━━━━━ Given records ━━━━━
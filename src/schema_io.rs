//! Direct serialization of the common schema as YAML or JSON.
//!
//! This is the lossless leg of the converter: the document is the schema
//! itself, so nothing has to be mapped or approximated.

use std::fs;
use std::path::Path;

use tracing::debug;

use crate::engine::{Exporter, Parser};
use crate::error::Result;
use crate::schema::CommonSchema;

/// Parse a YAML schema document.
pub fn parse_schema_yaml(text: &str) -> Result<CommonSchema> {
    let schema: CommonSchema = serde_yaml::from_str(text)?;
    Ok(schema)
}

/// Parse a JSON schema document.
pub fn parse_schema_json(text: &str) -> Result<CommonSchema> {
    let schema: CommonSchema = serde_json::from_str(text)?;
    Ok(schema)
}

/// Serialize a schema as YAML.
pub fn export_schema_yaml(schema: &CommonSchema) -> Result<String> {
    Ok(serde_yaml::to_string(schema)?)
}

/// Serialize a schema as pretty-printed JSON.
pub fn export_schema_json(schema: &CommonSchema) -> Result<String> {
    Ok(serde_json::to_string_pretty(schema)?)
}

/// Structured schema format handler.
///
/// The file extension picks the encoding when it is unambiguous; otherwise
/// the handler's own flavor decides, so the registry can offer both a YAML
/// and a JSON entry.
#[derive(Debug, Default)]
pub struct SchemaFormat {
    json: bool,
}

impl SchemaFormat {
    /// YAML-flavored handler.
    #[must_use]
    pub fn yaml() -> Self {
        Self { json: false }
    }

    /// JSON-flavored handler.
    #[must_use]
    pub fn json() -> Self {
        Self { json: true }
    }

    fn use_json(&self, path: &Path) -> bool {
        match path.extension().and_then(|e| e.to_str()) {
            Some("json") => true,
            Some("yaml" | "yml") => false,
            _ => self.json,
        }
    }
}

impl Parser for SchemaFormat {
    fn can_parse(&self, path: &Path) -> bool {
        match path.extension().and_then(|e| e.to_str()) {
            Some("yaml" | "yml" | "json") => {
                let Ok(text) = fs::read_to_string(path) else {
                    return false;
                };
                // A schema document always carries a top-level metadata key.
                serde_yaml::from_str::<serde_yaml::Value>(&text)
                    .ok()
                    .and_then(|v| v.get("metadata").map(|_| ()))
                    .is_some()
            }
            _ => false,
        }
    }

    fn parse(&self, path: &Path) -> Result<CommonSchema> {
        let text = fs::read_to_string(path)?;
        let schema = if self.use_json(path) {
            parse_schema_json(&text)?
        } else {
            parse_schema_yaml(&text)?
        };
        debug!(
            links = schema.links.len(),
            joints = schema.joints.len(),
            "parsed schema document"
        );
        Ok(schema)
    }
}

impl Exporter for SchemaFormat {
    fn extension(&self) -> &'static str {
        if self.json { "json" } else { "yaml" }
    }

    fn export(&self, schema: &CommonSchema, path: &Path) -> Result<()> {
        let text = if self.use_json(path) {
            export_schema_json(schema)?
        } else {
            export_schema_yaml(schema)?
        };
        fs::write(path, text)?;
        Ok(())
    }
}

#[cfg(test)]
#[allow(clippy::unwrap_used, clippy::expect_used)]
mod tests {
    use super::*;
    use crate::schema::{Joint, JointType, Link, Metadata};

    fn sample() -> CommonSchema {
        CommonSchema::new(Metadata::new("sample"))
            .with_link(Link::new("base").with_mass(2.0))
            .with_link(Link::new("arm"))
            .with_joint(Joint::new("j1", JointType::Revolute, "base", "arm"))
    }

    #[test]
    fn test_yaml_roundtrip() {
        let schema = sample();
        let yaml = export_schema_yaml(&schema).expect("serialize");
        let back = parse_schema_yaml(&yaml).expect("deserialize");
        assert_eq!(schema, back);
    }

    #[test]
    fn test_json_roundtrip() {
        let schema = sample();
        let json = export_schema_json(&schema).expect("serialize");
        let back = parse_schema_json(&json).expect("deserialize");
        assert_eq!(schema, back);
    }

    #[test]
    fn test_parse_handwritten_yaml() {
        let yaml = r#"
metadata:
  name: minimal
links:
  - name: base
    mass: 1.5
joints: []
"#;
        let schema = parse_schema_yaml(yaml).expect("should parse");
        assert_eq!(schema.metadata.name, "minimal");
        assert_eq!(schema.metadata.version, "1.0");
        assert_eq!(schema.metadata.units, "SI");
        assert_eq!(schema.link("base").map(|l| l.mass), Some(1.5));
    }

    #[test]
    fn test_malformed_yaml_is_decode_error() {
        let result = parse_schema_yaml("links: {not: [valid");
        assert!(matches!(
            result,
            Err(crate::error::ConvertError::Decode(_))
        ));
    }
}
━━━━━
▶ **Exercise**
Exactly as they appear above, transcribe the records in full.

▶ **Task output**
filename src/schema_io.rs
//! Direct serialization of the common schema as YAML or JSON.
//!
//! This is the lossless leg of the converter: the document is the schema
//! itself, so nothing has to be mapped or approximated.

use std::fs;
use std::path::Path;

use tracing::debug;

use crate::engine::{Exporter, Parser};
use crate::error::Result;
use crate::schema::CommonSchema;

/// Parse a YAML schema document.
pub fn parse_schema_yaml(text: &str) -> Result<CommonSchema> {
    let schema: CommonSchema = serde_yaml::from_str(text)?;
    Ok(schema)
}

/// Parse a JSON schema document.
pub fn parse_schema_json(text: &str) -> Result<CommonSchema> {
    let schema: CommonSchema = serde_json::from_str(text)?;
    Ok(schema)
}

/// Serialize a schema as YAML.
pub fn export_schema_yaml(schema: &CommonSchema) -> Result<String> {
    Ok(serde_yaml::to_string(schema)?)
}

/// Serialize a schema as pretty-printed JSON.
pub fn export_schema_json(schema: &CommonSchema) -> Result<String> {
    Ok(serde_json::to_string_pretty(schema)?)
}

/// Structured schema format handler.
///
/// The file extension picks the encoding when it is unambiguous; otherwise
/// the handler's own flavor decides, so the registry can offer both a YAML
/// and a JSON entry.
#[derive(Debug, Default)]
pub struct SchemaFormat {
    json: bool,
}

impl SchemaFormat {
    /// YAML-flavored handler.
    #[must_use]
    pub fn yaml() -> Self {
        Self { json: false }
    }

    /// JSON-flavored handler.
    #[must_use]
    pub fn json() -> Self {
        Self { json: true }
    }

    fn use_json(&self, path: &Path) -> bool {
        match path.extension().and_then(|e| e.to_str()) {
            Some("json") => true,
            Some("yaml" | "yml") => false,
            _ => self.json,
        }
    }
}

impl Parser for SchemaFormat {
    fn can_parse(&self, path: &Path) -> bool {
        match path.extension().and_then(|e| e.to_str()) {
            Some("yaml" | "yml" | "json") => {
                let Ok(text) = fs::read_to_string(path) else {
                    return false;
                };
                // A schema document always carries a top-level metadata key.
                serde_yaml::from_str::<serde_yaml::Value>(&text)
                    .ok()
                    .and_then(|v| v.get("metadata").map(|_| ()))
                    .is_some()
            }
            _ => false,
        }
    }

    fn parse(&self, path: &Path) -> Result<CommonSchema> {
        let text = fs::read_to_string(path)?;
        let schema = if self.use_json(path) {
            parse_schema_json(&text)?
        } else {
            parse_schema_yaml(&text)?
        };
        debug!(
            links = schema.links.len(),
            joints = schema.joints.len(),
            "parsed schema document"
        );
        Ok(schema)
    }
}

impl Exporter for SchemaFormat {
    fn extension(&self) -> &'static str {
        if self.json { "json" } else { "yaml" }
    }

    fn export(&self, schema: &CommonSchema, path: &Path) -> Result<()> {
        let text = if self.use_json(path) {
            export_schema_json(schema)?
        } else {
            export_schema_yaml(schema)?
        };
        fs::write(path, text)?;
        Ok(())
    }
}

#[cfg(test)]
#[allow(clippy::unwrap_used, clippy::expect_used)]
mod tests {
    use super::*;
    use crate::schema::{Joint, JointType, Link, Metadata};

    fn sample() -> CommonSchema {
        CommonSchema::new(Metadata::new("sample"))
            .with_link(Link::new("base").with_mass(2.0))
            .with_link(Link::new("arm"))
            .with_joint(Joint::new("j1", JointType::Revolute, "base", "arm"))
    }

    #[test]
    fn test_yaml_roundtrip() {
        let schema = sample();
        let yaml = export_schema_yaml(&schema).expect("serialize");
        let back = parse_schema_yaml(&yaml).expect("deserialize");
        assert_eq!(schema, back);
    }

    #[test]
    fn test_json_roundtrip() {
        let schema = sample();
        let json = export_schema_json(&schema).expect("serialize");
        let back = parse_schema_json(&json).expect("deserialize");
        assert_eq!(schema, back);
    }

    #[test]
    fn test_parse_handwritten_yaml() {
        let yaml = r#"
metadata:
  name: minimal
links:
  - name: base
    mass: 1.5
joints: []
"#;
        let schema = parse_schema_yaml(yaml).expect("should parse");
        assert_eq!(schema.metadata.name, "minimal");
        assert_eq!(schema.metadata.version, "1.0");
        assert_eq!(schema.metadata.units, "SI");
        assert_eq!(schema.link("base").map(|l| l.mass), Some(1.5));
    }

    #[test]
    fn test_malformed_yaml_is_decode_error() {
        let result = parse_schema_yaml("links: {not: [valid");
        assert!(matches!(
            result,
            Err(crate::error::ConvertError::Decode(_))
        ));
    }
}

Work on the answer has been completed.